Red Friday: A Little Dip and Already the Crybabies on Wall Street are Clamoring for the Fed to Soothe their Pain, by Wolf Richter

There’s nothing like a strong down day on the stock markets to get the easy money crowd to start clamoring for a bailout. From Wolf Richter at wolfstreet.com:

But raging inflation is a political bitch, and the White House got the Fed to acknowledge it, and that changes the equation.

Stock markets closed at 1 p.m. today, and there wasn’t enough time to rectify this evil situation that has emerged on Black Friday, when stocks were supposed to be meandering higher on very low volume, driven by a few algos that would make sure stocks meandered higher to easily book another winning day and a new record high for the S&P 500 to keep the hype going.

But the sellers had arrived overnight while the buyers suddenly weren’t super-interested at buying at these ridiculously inflated record prices after the largest and fastest money printing scheme ever. And voilà. What everyone knew would happen someday, happened on this Red Friday, and stocks swooned.

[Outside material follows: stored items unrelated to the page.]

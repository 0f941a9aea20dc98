//! Streaming bucketed batching for speech sequence-to-sequence training.
//!
//! Reads aligned (audio metadata, target tokens, CTC reference tokens)
//! corpora, groups samples of similar length into batches under a sample
//! count or length budget, and assembles each batch into padded matrices.
//! Memory stays bounded by the window size regardless of corpus size.
//!
//! ## Architecture
//!
//! ```text
//! source.txt ─┐
//! target.txt ─┼→ CorpusReader ──→ BucketingEngine ──→ Processor ──→ Features
//! ctcref.txt ─┘   (RawSample)      window, sort,       decode,       candle
//!                                  split, shuffle      pad, pack     tensors
//!                                       ↑↓
//!                                   LeakStore
//! ```
//!
//! ## Modules
//!
//! - [`corpus`]: aligned file groups, metadata parsing, the sample reader
//! - [`vocab`]: token → id lookup
//! - [`length`]: frame-count estimates from clip durations
//! - [`batching`]: windowed bucketing, cost policies, the leak store
//! - [`assemble`]: padded matrices and sparse CTC labels
//! - [`processor`]: batch → tensors, shared by worker threads
//! - [`audio`]: WAV decoding
//! - [`config`]: pipeline configuration

pub mod assemble;
pub mod audio;
pub mod batching;
pub mod config;
pub mod corpus;
pub mod length;
pub mod processor;
pub mod vocab;

mod error;

pub use error::{Error, Result};

pub use assemble::{AssembledBatch, MatrixAssembler, SparseLabels};
pub use batching::{Batch, BucketingEngine};
pub use config::{CostPolicy, DataConfig};
pub use corpus::{CorpusFiles, CorpusReader, RawSample};
pub use processor::{Features, Processor};
pub use vocab::{Vocab, Vocabulary};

And already the crybabies on Wall Street have come out in force, clamoring for the Fed to end the tapering of its asset purchases, and to push out the expected interest rate hikes into distant infinity, and to maybe even re-start QE all over again before they even ended it, because, you know, stocks aren’t ever allowed to drop, not even a little bit off their ridiculously inflated highs.

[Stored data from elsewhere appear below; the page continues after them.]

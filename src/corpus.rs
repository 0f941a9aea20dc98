//! Aligned corpus reader.
//!
//! A corpus is one or more *groups*, each a triple of line-aligned files:
//!
//! ```text
//! source  : {"wav": "ted_1.wav", "offset": 12.61, "duration": 3.5}
//! target  : whitespace tokenized translation
//! ctcref  : whitespace tokenized transcript (auxiliary CTC labels)
//! ```
//!
//! [`CorpusReader::samples`] walks the groups in order and yields
//! [`RawSample`]s lazily. Each call starts over from the first line of the
//! first group; the reader keeps no state between calls.

use std::fs::File;
use std::io::{BufRead, BufReader};
use std::path::{Path, PathBuf};
use std::sync::Arc;

use serde::Deserialize;

use crate::{Error, Result};
use crate::config::DataConfig;
use crate::vocab::Vocabulary;

/// Where and which part of an audio file a sample refers to.
#[derive(Debug, Clone, PartialEq)]
pub struct AudioDescriptor {
    pub path: PathBuf,
    /// Start of the clip in seconds.
    pub offset: f64,
    /// Clip length in seconds. `None` reads to the end of the file.
    pub duration: Option<f64>,
}

/// One aligned corpus entry, ready for bucketing.
#[derive(Debug, Clone, PartialEq)]
pub struct RawSample {
    /// Position in the reader output of the pass that produced it.
    pub ordinal: usize,
    pub audio: AudioDescriptor,
    pub target_ids: Vec<u32>,
    pub ctc_ids: Vec<u32>,
}

#[derive(Debug, Deserialize)]
struct MetadataRecord {
    #[serde(alias = "path")]
    wav: String,
    #[serde(default)]
    offset: f64,
    #[serde(default)]
    duration: Option<f64>,
}

#[derive(Debug, Deserialize)]
#[serde(untagged)]
enum MetadataLine {
    List(Vec<MetadataRecord>),
    Single(MetadataRecord),
}

/// Parse one metadata line into an [`AudioDescriptor`].
///
/// Accepts a JSON object or a list whose first element is the object.
/// `duration` must be present and positive.
pub fn parse_metadata(
    line: &str,
    audio_root: Option<&Path>,
) -> std::result::Result<AudioDescriptor, String> {
    let record = match serde_json::from_str::<MetadataLine>(line).map_err(|e| e.to_string())? {
        MetadataLine::Single(record) => record,
        MetadataLine::List(records) => records
            .into_iter()
            .next()
            .ok_or_else(|| "empty metadata list".to_string())?,
    };

    if !record.offset.is_finite() || record.offset < 0.0 {
        return Err(format!("offset must be >= 0, got {}", record.offset));
    }
    match record.duration {
        Some(d) if d.is_finite() && d > 0.0 => {}
        Some(d) => return Err(format!("duration must be > 0, got {d}")),
        None => return Err("missing duration".to_string()),
    }

    let path = match audio_root {
        Some(root) => root.join(&record.wav),
        None => PathBuf::from(&record.wav),
    };
    Ok(AudioDescriptor {
        path,
        offset: record.offset,
        duration: record.duration,
    })
}

/// One file triple.
#[derive(Debug, Clone, PartialEq)]
pub struct CorpusGroup {
    pub source: PathBuf,
    pub target: PathBuf,
    pub ctcref: PathBuf,
}

/// The file groups of a corpus plus the directory audio paths are relative to.
#[derive(Debug, Clone, Default, PartialEq)]
pub struct CorpusFiles {
    pub groups: Vec<CorpusGroup>,
    pub audio_root: Option<PathBuf>,
}

impl CorpusFiles {
    /// Build from `;`-separated path lists.
    ///
    /// An empty `ctcrefs` reuses the targets as the secondary reference.
    pub fn from_lists(sources: &str, targets: &str, ctcrefs: &str) -> Result<Self> {
        let split = |list: &str| -> Vec<PathBuf> {
            list.trim()
                .split(';')
                .map(str::trim)
                .filter(|p| !p.is_empty())
                .map(PathBuf::from)
                .collect()
        };
        let sources = split(sources);
        let targets = split(targets);
        let ctcrefs = if ctcrefs.trim().is_empty() {
            targets.clone()
        } else {
            split(ctcrefs)
        };

        if sources.len() != targets.len() || sources.len() != ctcrefs.len() {
            return Err(Error::Config(format!(
                "corpus group counts differ: {} source, {} target, {} ctc files",
                sources.len(),
                targets.len(),
                ctcrefs.len()
            )));
        }

        let groups = sources
            .into_iter()
            .zip(targets)
            .zip(ctcrefs)
            .map(|((source, target), ctcref)| CorpusGroup {
                source,
                target,
                ctcref,
            })
            .collect();
        Ok(Self {
            groups,
            audio_root: None,
        })
    }

    /// Resolve audio paths relative to `root`.
    pub fn with_audio_root(mut self, root: impl Into<PathBuf>) -> Self {
        self.audio_root = Some(root.into());
        self
    }
}

/// Restartable reader over a [`CorpusFiles`] set.
#[derive(Clone)]
pub struct CorpusReader {
    files: CorpusFiles,
    tgt_vocab: Arc<dyn Vocabulary>,
    ctc_vocab: Arc<dyn Vocabulary>,
    max_text_len: usize,
    strict_alignment: bool,
}

impl CorpusReader {
    pub fn new(
        files: CorpusFiles,
        tgt_vocab: Arc<dyn Vocabulary>,
        ctc_vocab: Arc<dyn Vocabulary>,
        config: &DataConfig,
    ) -> Self {
        Self {
            files,
            tgt_vocab,
            ctc_vocab,
            max_text_len: config.max_text_len,
            strict_alignment: config.strict_alignment,
        }
    }

    pub fn files(&self) -> &CorpusFiles {
        &self.files
    }

    /// Start a fresh pass over the corpus.
    ///
    /// In training mode positions with an empty line in any stream are
    /// skipped; otherwise they are kept and an empty token line becomes an
    /// empty id sequence.
    pub fn samples(&self, train: bool) -> Samples<'_> {
        Samples {
            reader: self,
            train,
            group_idx: 0,
            open: None,
            ordinal: 0,
            done: false,
        }
    }
}

struct OpenGroup {
    streams: [BufReader<File>; 3],
    paths: [PathBuf; 3],
    line: usize,
}

impl OpenGroup {
    fn open(group: &CorpusGroup) -> Result<Self> {
        let paths = [
            group.source.clone(),
            group.target.clone(),
            group.ctcref.clone(),
        ];
        let streams = [
            BufReader::new(File::open(&paths[0])?),
            BufReader::new(File::open(&paths[1])?),
            BufReader::new(File::open(&paths[2])?),
        ];
        Ok(Self {
            streams,
            paths,
            line: 0,
        })
    }

    /// Next aligned line triple, or `None` once any stream is exhausted.
    /// The flags report which streams hit end-of-file.
    fn next_lines(&mut self) -> Result<std::result::Result<[String; 3], [bool; 3]>> {
        let mut lines: [String; 3] = Default::default();
        let mut eof = [false; 3];
        for (i, stream) in self.streams.iter_mut().enumerate() {
            eof[i] = stream.read_line(&mut lines[i])? == 0;
        }
        self.line += 1;
        if eof.iter().any(|&e| e) {
            return Ok(Err(eof));
        }
        Ok(Ok(lines))
    }
}

/// Lazy sample sequence for one pass. Created by [`CorpusReader::samples`].
///
/// After an error is yielded the sequence ends.
pub struct Samples<'a> {
    reader: &'a CorpusReader,
    train: bool,
    group_idx: usize,
    open: Option<OpenGroup>,
    ordinal: usize,
    done: bool,
}

impl Samples<'_> {
    fn advance(&mut self) -> Result<Option<RawSample>> {
        loop {
            if self.open.is_none() {
                let Some(group) = self.reader.files.groups.get(self.group_idx) else {
                    return Ok(None);
                };
                self.open = Some(OpenGroup::open(group)?);
            }
            let Some(open) = self.open.as_mut() else {
                continue;
            };

            let lines = match open.next_lines()? {
                Ok(lines) => lines,
                Err(eof) => {
                    if !eof.iter().all(|&e| e) {
                        self.report_truncation(eof)?;
                    }
                    self.open = None;
                    self.group_idx += 1;
                    continue;
                }
            };

            let [src, tgt, ctc] = lines.map(|l| l.trim().to_string());
            if self.train && (src.is_empty() || tgt.is_empty() || ctc.is_empty()) {
                continue;
            }

            let line = open.line;
            let audio = parse_metadata(&src, self.reader.files.audio_root.as_deref()).map_err(
                |message| Error::Parse {
                    path: open.paths[0].clone(),
                    line,
                    message,
                },
            )?;
            let tgt_tokens = tgt.split_whitespace().collect::<Vec<_>>();
            let ctc_tokens = ctc.split_whitespace().collect::<Vec<_>>();
            let sample = RawSample {
                ordinal: self.ordinal,
                audio,
                target_ids: self.reader.tgt_vocab.to_id(&tgt_tokens, self.reader.max_text_len)?,
                ctc_ids: self.reader.ctc_vocab.to_id(&ctc_tokens, self.reader.max_text_len)?,
            };
            self.ordinal += 1;
            return Ok(Some(sample));
        }
    }

    fn report_truncation(&self, eof: [bool; 3]) -> Result<()> {
        let line = self.open.as_ref().map_or(0, |g| g.line);
        let ended = ["source", "target", "ctcref"]
            .iter()
            .zip(eof)
            .filter(|(_, e)| *e)
            .map(|(name, _)| *name)
            .collect::<Vec<_>>()
            .join(", ");
        let message = format!("{ended} ended at line {line} while other streams continue");
        if self.reader.strict_alignment {
            return Err(Error::Misaligned {
                group: self.group_idx,
                message,
            });
        }
        tracing::warn!(
            group = self.group_idx,
            %message,
            "truncating corpus group at shortest stream"
        );
        Ok(())
    }
}

impl Iterator for Samples<'_> {
    type Item = Result<RawSample>;

    fn next(&mut self) -> Option<Self::Item> {
        if self.done {
            return None;
        }
        match self.advance() {
            Ok(Some(sample)) => Some(Ok(sample)),
            Ok(None) => {
                self.done = true;
                None
            }
            Err(e) => {
                self.done = true;
                Some(Err(e))
            }
        }
    }
}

But the Fed, unlike before, has bigger worries for the first time in four decades – and Powell and Brainard, along with just about every other Fed governor have acknowledged it: Raging consumer price inflation that has now spread broadly across and deeply into the economy, filtering into services such as rents that are unrelated to transportation mayhem and production shortfalls in Asia. Rents, accounting for about one-third of CPI, are just now getting started to flex their muscles in the inflation indices. And the mood of consumers has soured.